**PROBLEM TO SOLVE**
Copy out, unchanged, every line from the start of the records to the line that contains "named unit (e.g.", and stop there.
------ RAW DATA
//! A tagged-sum resource quantity.
//!
//! The upstream representation this engine replaces used untyped
//! string-keyed dictionaries where a `4Gi` memory value and a `500m` cpu
//! value lived in the same map with no guard against cross-family
//! arithmetic. Here every [`Quantity`] carries its own [`UnitFamily`] so
//! `cpu + memory` is a type error waiting to happen rather than a silent
//! miscalculation.

use std::fmt;
use std::ops::{Add, Sub};

use crate::error::{Result, SchedulerError};

/// The unit family a quantity was expressed in. Values are normalized to a
/// family-specific base unit on parse so that `Add`/`Sub`/`Cmp` never need to
/// rescale: decimal (SI, e.g. cpu millicores) and binary (e.g. Ki/Mi/Gi
/// memory) never compare equal to the same raw number in the other family,
/// and `Count` (GPUs, replicas — dimensionless) never compares to either.
#[derive(Debug, Clone, Copy, PartialEq, Eq, PartialOrd, Ord, Hash)]
pub enum UnitFamily {
    /// Decimal SI, normalized to thousandths of the named unit (e.g.
    /// millicores for cpu).
    Decimal,
    /// Binary SI, normalized to kibibytes.
    Binary,
    /// A bare dimensionless count (GPU count, replica count).
    Count,
}

/// A signed quantity tagged with the family it was parsed in. `value` is
/// always expressed in the family's normalized base unit.
#[derive(Debug, Clone, Copy, PartialEq, Eq, PartialOrd, Ord, Hash)]
pub struct Quantity {
    value: i64,
    family: UnitFamily,
}

impl Quantity {
    pub fn zero(family: UnitFamily) -> Self {
        Quantity { value: 0, family }
    }

    pub fn count(n: i64) -> Self {
        Quantity {
            value: n,
            family: UnitFamily::Count,
        }
    }

    /// Construct directly from a millicore value already in `Decimal` scale.
    pub fn decimal_millis(n: i64) -> Self {
        Quantity {
            value: n,
            family: UnitFamily::Decimal,
        }
    }

    /// Construct directly from a kibibyte value already in `Binary` scale.
    pub fn binary_kib(n: i64) -> Self {
        Quantity {
            value: n,
            family: UnitFamily::Binary,
        }
    }

    pub fn family(&self) -> UnitFamily {
        self.family
    }

    pub fn is_zero(&self) -> bool {
        self.value == 0
    }

    /// Raw value in the family's normalized base unit (millicores for
    /// `Decimal`, kibibytes for `Binary`, the count itself for `Count`).
    pub fn raw(&self) -> i64 {
        self.value
    }

    /// Parse a Kubernetes-style resource string: a bare decimal, a
    /// decimal SI suffix (`m`, `k`, `M`, `G`, `T`), or a binary SI suffix
    /// (`Ki`, `Mi`, `Gi`, `Ti`). Mirrors the conversions a scheduler
    /// normally needs from the wire format into comparable integers.
    pub fn parse(raw: &str) -> Result<Self> {
        let raw = raw.trim();
        if raw.is_empty() {
            return Err(SchedulerError::malformed("quantity", "empty string"));
        }

        if let Some(prefix) = raw.strip_suffix("Ki") {
            return Self::binary_suffixed(prefix, 1, raw);
        }
        if let Some(prefix) = raw.strip_suffix("Mi") {
            return Self::binary_suffixed(prefix, 1024, raw);
        }
        if let Some(prefix) = raw.strip_suffix("Gi") {
            return Self::binary_suffixed(prefix, 1024 * 1024, raw);
        }
        if let Some(prefix) = raw.strip_suffix("Ti") {
            return Self::binary_suffixed(prefix, 1024 * 1024 * 1024, raw);
        }

        if let Some(prefix) = raw.strip_suffix('m') {
            let whole: f64 = prefix
                .parse()
                .map_err(|_| SchedulerError::malformed("quantity", raw.to_string()))?;
            return Ok(Quantity {
                value: whole.round() as i64,
                family: UnitFamily::Decimal,
            });
        }
        if let Some(prefix) = raw.strip_suffix('k') {
            return Self::decimal_suffixed(prefix, 1_000_000, raw);
        }
        if let Some(prefix) = raw.strip_suffix('M') {
            return Self::decimal_suffixed(prefix, 1_000_000_000, raw);
        }
        if let Some(prefix) = raw.strip_suffix('G') {
            return Self::decimal_suffixed(prefix, 1_000_000_000_000, raw);
        }
        if let Some(prefix) = raw.strip_suffix('T') {
            return Self::decimal_suffixed(prefix, 1_000_000_000_000_000, raw);
        }

        // Bare number: decimal SI at whole-unit scale (e.g. "2" cpu cores,
        // "1" GPU). Normalize to millicores so it composes with "500m".
        let whole: f64 = raw
            .parse()
            .map_err(|_| SchedulerError::malformed("quantity", raw.to_string()))?;
        Ok(Quantity {
            value: (whole * 1000.0).round() as i64,
            family: UnitFamily::Decimal,
        })
    }

    fn binary_suffixed(prefix: &str, kib_multiplier: i64, raw: &str) -> Result<Self> {
        let whole: f64 = prefix
            .parse()
            .map_err(|_| SchedulerError::malformed("quantity", raw.to_string()))?;
        Ok(Quantity {
            value: (whole * kib_multiplier as f64).round() as i64,
            family: UnitFamily::Binary,
        })
    }

    fn decimal_suffixed(prefix: &str, millis_multiplier: i64, raw: &str) -> Result<Self> {
        let whole: f64 = prefix
            .parse()
            .map_err(|_| SchedulerError::malformed("quantity", raw.to_string()))?;
        Ok(Quantity {
            value: (whole * millis_multiplier as f64).round() as i64,
            family: UnitFamily::Decimal,
        })
    }

    /// Saturating subtraction clamped at zero — never goes negative, mirroring
    /// the "unused capacity can't be negative" invariant leftover accounting
    /// depends on.
    pub fn saturating_sub(&self, other: &Quantity) -> Quantity {
        debug_assert_eq!(
            self.family, other.family,
            "quantity family mismatch: {:?} vs {:?}",
            self.family, other.family
        );
        Quantity {
            value: (self.value - other.value).max(0),
            family: self.family,
        }
    }
}

impl Add for Quantity {
    type Output = Quantity;

    fn add(self, rhs: Quantity) -> Quantity {
        debug_assert_eq!(
            self.family, rhs.family,
            "quantity family mismatch: {:?} vs {:?}",
            self.family, rhs.family
        );
        Quantity {
            value: self.value + rhs.value,
            family: self.family,
        }
    }
}

impl Sub for Quantity {
    type Output = Quantity;

    fn sub(self, rhs: Quantity) -> Quantity {
        debug_assert_eq!(
            self.family, rhs.family,
            "quantity family mismatch: {:?} vs {:?}",
            self.family, rhs.family
        );
        Quantity {
            value: self.value - rhs.value,
            family: self.family,
        }
    }
}

impl fmt::Display for Quantity {
    fn fmt(&self, f: &mut fmt::Formatter<'_>) -> fmt::Result {
        match self.family {
            UnitFamily::Decimal => write!(f, "{}m", self.value),
            UnitFamily::Binary => write!(f, "{}Ki", self.value),
            UnitFamily::Count => write!(f, "{}", self.value),
        }
    }
}

#[cfg(test)]
mod tests {
    use super::*;
    use rstest::rstest;

    #[rstest]
    #[case("500m", UnitFamily::Decimal, 500)]
    #[case("2", UnitFamily::Decimal, 2000)]
    #[case("4Gi", UnitFamily::Binary, 4 * 1024 * 1024)]
    #[case("1Ki", UnitFamily::Binary, 1)]
    #[case("1G", UnitFamily::Decimal, 1_000_000_000_000)]
    fn parses_expected_scale(#[case] raw: &str, #[case] family: UnitFamily, #[case] value: i64) {
        let q = Quantity::parse(raw).unwrap();
        assert_eq!(q.family(), family);
        assert_eq!(q.raw(), value);
    }

    #[test]
    fn rejects_garbage() {
        assert!(Quantity::parse("").is_err());
        assert!(Quantity::parse("banana").is_err());
    }

    #[test]
    fn saturating_sub_clamps_at_zero() {
        let a = Quantity::parse("500m").unwrap();
        let b = Quantity::parse("2").unwrap();
        assert_eq!(a.saturating_sub(&b).raw(), 0);
    }

    #[test]
    fn count_is_its_own_family() {
        let gpus = Quantity::count(4);
        assert_eq!(gpus.family(), UnitFamily::Count);
        assert_eq!(gpus.raw(), 4);
    }
}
------------
**RESULT FOR THIS TASK**
//! A tagged-sum resource quantity.
//!
//! The upstream representation this engine replaces used untyped
//! string-keyed dictionaries where a `4Gi` memory value and a `500m` cpu
//! value lived in the same map with no guard against cross-family
//! arithmetic. Here every [`Quantity`] carries its own [`UnitFamily`] so
//! `cpu + memory` is a type error waiting to happen rather than a silent
//! miscalculation.

use std::fmt;
use std::ops::{Add, Sub};

use crate::error::{Result, SchedulerError};

/// The unit family a quantity was expressed in. Values are normalized to a
/// family-specific base unit on parse so that `Add`/`Sub`/`Cmp` never need to
/// rescale: decimal (SI, e.g. cpu millicores) and binary (e.g. Ki/Mi/Gi
/// memory) never compare equal to the same raw number in the other family,
/// and `Count` (GPUs, replicas — dimensionless) never compares to either.
#[derive(Debug, Clone, Copy, PartialEq, Eq, PartialOrd, Ord, Hash)]
pub enum UnitFamily {
    /// Decimal SI, normalized to thousandths of the named unit (e.g.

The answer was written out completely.